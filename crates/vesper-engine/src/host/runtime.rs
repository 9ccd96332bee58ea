use std::collections::BTreeMap;
use std::sync::Arc;
use std::time::Instant;

use anyhow::{anyhow, Context, Result};
use winit::application::ApplicationHandler;
use winit::dpi::LogicalSize;
use winit::event::WindowEvent as NativeEvent;
use winit::event_loop::{ActiveEventLoop, ControlFlow, EventLoop};
use winit::window::{Window, WindowId as NativeWindowId};

use crate::config::EngineConfig;
use crate::device::{GpuInit, WgpuPresentation};
use crate::pose::PoseProvider;
use crate::present::{HostEvent, SurfaceId};
use crate::scheduler::{FrameScheduler, StopHandle, TickReport};
use crate::window::{ContextSpec, WindowId, WindowScript, WindowSpec};

/// Native window request.
#[derive(Debug, Clone)]
pub struct WindowOptions {
    pub title: String,
    pub initial_size: LogicalSize<f64>,
    pub priority: i32,
    /// Render into the XR eye buffer and mirror it to this window.
    pub xr: bool,
}

impl Default for WindowOptions {
    fn default() -> Self {
        Self {
            title: "vesper".to_string(),
            initial_size: LogicalSize::new(1280.0, 720.0),
            priority: 0,
            xr: false,
        }
    }
}

/// Application driven by the host.
pub trait HostApp: 'static {
    /// Called once the event loop is live. Open windows here.
    fn start(&mut self, host: &mut HostCtx<'_>) -> Result<()>;

    /// Called after every tick.
    fn after_tick(&mut self, _host: &mut HostCtx<'_>, _report: &TickReport) {}
}

/// Host access handed to [`HostApp`] callbacks.
pub struct HostCtx<'a> {
    event_loop: &'a ActiveEventLoop,
    engine: &'a mut Engine,
}

impl HostCtx<'_> {
    /// Creates a native window and opens an engine window presenting to it.
    pub fn open_window(&mut self, options: WindowOptions, script: impl WindowScript) -> Result<WindowId> {
        let attrs = Window::default_attributes()
            .with_title(options.title.clone())
            .with_inner_size(options.initial_size);
        let window = Arc::new(
            self.event_loop
                .create_window(attrs)
                .context("failed to create window")?,
        );
        let size = window.inner_size();

        let surface = self.engine.attach_surface(window)?;
        let scheduler = self.engine.scheduler_mut()?;

        let context = if options.xr {
            let frame = scheduler.config().frame_size;
            ContextSpec {
                width: frame.width * 2,
                height: frame.height,
                surface: Some(surface),
                xr: true,
            }
        } else {
            ContextSpec {
                width: size.width.max(1),
                height: size.height.max(1),
                surface: Some(surface),
                xr: false,
            }
        };
        let spec = WindowSpec {
            priority: options.priority,
            contexts: vec![context],
        };

        match scheduler.open_window(spec, script) {
            Ok(id) => {
                log::info!("{id} opened on {surface} (`{}`)", options.title);
                self.engine.surfaces.insert(id, surface);
                Ok(id)
            }
            Err(e) => {
                scheduler.presentation_mut().remove_surface(surface);
                Err(anyhow!(e).context(format!("failed to open `{}`", options.title)))
            }
        }
    }

    pub fn close_window(&mut self, id: WindowId) -> bool {
        let Ok(scheduler) = self.engine.scheduler_mut() else {
            return false;
        };
        let closed = scheduler.close_window(id);
        if closed {
            self.engine.release_surface(id);
        }
        closed
    }

    pub fn scheduler(&mut self) -> Option<&mut FrameScheduler<WgpuPresentation>> {
        self.engine.scheduler.as_mut()
    }

    pub fn exit(&mut self) {
        self.engine.exit_requested = true;
    }
}

/// Scheduler plus what it needs before the first window exists.
struct Engine {
    config: EngineConfig,
    gpu_init: GpuInit,
    pose: Option<PoseProvider>,
    scheduler: Option<FrameScheduler<WgpuPresentation>>,
    stop: Option<StopHandle>,
    surfaces: BTreeMap<WindowId, SurfaceId>,
    exit_requested: bool,
}

impl Engine {
    /// The first surface also brings up the GPU and the scheduler.
    fn attach_surface(&mut self, window: Arc<Window>) -> Result<SurfaceId> {
        if let Some(scheduler) = self.scheduler.as_mut() {
            return scheduler.presentation_mut().add_surface(window);
        }

        let (presentation, surface) = WgpuPresentation::new(self.gpu_init.clone(), window)?;
        let pose = self.pose.take().unwrap_or_else(PoseProvider::inactive);
        let scheduler = FrameScheduler::new(self.config.clone(), presentation, pose)
            .context("failed to start frame scheduler")?;
        self.stop = Some(scheduler.stop_handle());
        self.scheduler = Some(scheduler);
        Ok(surface)
    }

    fn scheduler_mut(&mut self) -> Result<&mut FrameScheduler<WgpuPresentation>> {
        self.scheduler
            .as_mut()
            .ok_or_else(|| anyhow!("frame scheduler not started"))
    }

    fn release_surface(&mut self, id: WindowId) {
        let Some(surface) = self.surfaces.remove(&id) else { return };
        if let Some(scheduler) = self.scheduler.as_mut() {
            scheduler.presentation_mut().remove_surface(surface);
        }
    }

    fn surface_for(&self, window: NativeWindowId) -> Option<SurfaceId> {
        self.scheduler
            .as_ref()
            .and_then(|s| s.presentation().surface_for_window(window))
    }
}

/// Entry point for the host.
pub struct Host;

impl Host {
    pub fn run<A: HostApp>(config: EngineConfig, gpu_init: GpuInit, pose: PoseProvider, app: A) -> Result<()> {
        let event_loop = EventLoop::new().context("failed to create winit EventLoop")?;
        let mut state = HostState {
            app,
            started: false,
            engine: Engine {
                config,
                gpu_init,
                pose: Some(pose),
                scheduler: None,
                stop: None,
                surfaces: BTreeMap::new(),
                exit_requested: false,
            },
        };

        event_loop
            .run_app(&mut state)
            .context("winit event loop terminated with error")?;

        Ok(())
    }
}

struct HostState<A: HostApp> {
    app: A,
    started: bool,
    engine: Engine,
}

impl<A: HostApp> HostState<A> {
    fn should_exit(&self) -> bool {
        self.engine.exit_requested || self.engine.stop.as_ref().is_some_and(StopHandle::is_stopped)
    }

    fn tick(&mut self, event_loop: &ActiveEventLoop) {
        let Some(scheduler) = self.engine.scheduler.as_mut() else {
            return;
        };
        let report = scheduler.tick();
        for id in &report.closed {
            self.engine.release_surface(*id);
        }

        let mut ctx = HostCtx {
            event_loop,
            engine: &mut self.engine,
        };
        self.app.after_tick(&mut ctx, &report);
    }
}

impl<A: HostApp> ApplicationHandler for HostState<A> {
    fn resumed(&mut self, event_loop: &ActiveEventLoop) {
        if self.started {
            return;
        }
        self.started = true;

        let mut ctx = HostCtx {
            event_loop,
            engine: &mut self.engine,
        };
        if let Err(e) = self.app.start(&mut ctx) {
            log::error!("failed to start: {e:#}");
            event_loop.exit();
            return;
        }
        if self.engine.surfaces.is_empty() {
            log::warn!("no windows opened at start; exiting");
            event_loop.exit();
        }
    }

    fn about_to_wait(&mut self, event_loop: &ActiveEventLoop) {
        if self.should_exit() {
            event_loop.exit();
            return;
        }
        let Some(next) = self.engine.scheduler.as_ref().map(FrameScheduler::next_tick_at) else {
            event_loop.set_control_flow(ControlFlow::Wait);
            return;
        };

        if Instant::now() >= next {
            self.tick(event_loop);
        }

        let window_count = self.engine.scheduler.as_ref().map_or(0, FrameScheduler::window_count);
        if window_count == 0 || self.should_exit() {
            log::info!("no windows left; exiting");
            event_loop.exit();
            return;
        }
        if let Some(next) = self.engine.scheduler.as_ref().map(FrameScheduler::next_tick_at) {
            event_loop.set_control_flow(ControlFlow::WaitUntil(next));
        }
    }

    fn window_event(&mut self, event_loop: &ActiveEventLoop, window_id: NativeWindowId, event: NativeEvent) {
        if self.should_exit() {
            event_loop.exit();
            return;
        }
        let Some(surface) = self.engine.surface_for(window_id) else {
            return;
        };
        let Some(presentation) = self.engine.scheduler.as_mut().map(FrameScheduler::presentation_mut) else {
            return;
        };

        // Close and resize reach windows through the next tick.
        match event {
            NativeEvent::CloseRequested => presentation.push_event(HostEvent::CloseRequested(surface)),
            NativeEvent::Resized(size) => presentation.resize_surface(surface, size),
            NativeEvent::ScaleFactorChanged { .. } => {
                if let Some(size) = presentation.window(surface).map(|w| w.inner_size()) {
                    presentation.resize_surface(surface, size);
                }
            }
            NativeEvent::Occluded(occluded) => presentation.set_visible(surface, !occluded),
            _ => {}
        }
    }
}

- Task goal
Search the preceding listing for "title", then copy every line that holds it.

- Exercise answer
    pub title: String,
            title: "vesper".to_string(),
            .with_title(options.title.clone())
                log::info!("{id} opened on {surface} (`{}`)", options.title);
                Err(anyhow!(e).context(format!("failed to open `{}`", options.title)))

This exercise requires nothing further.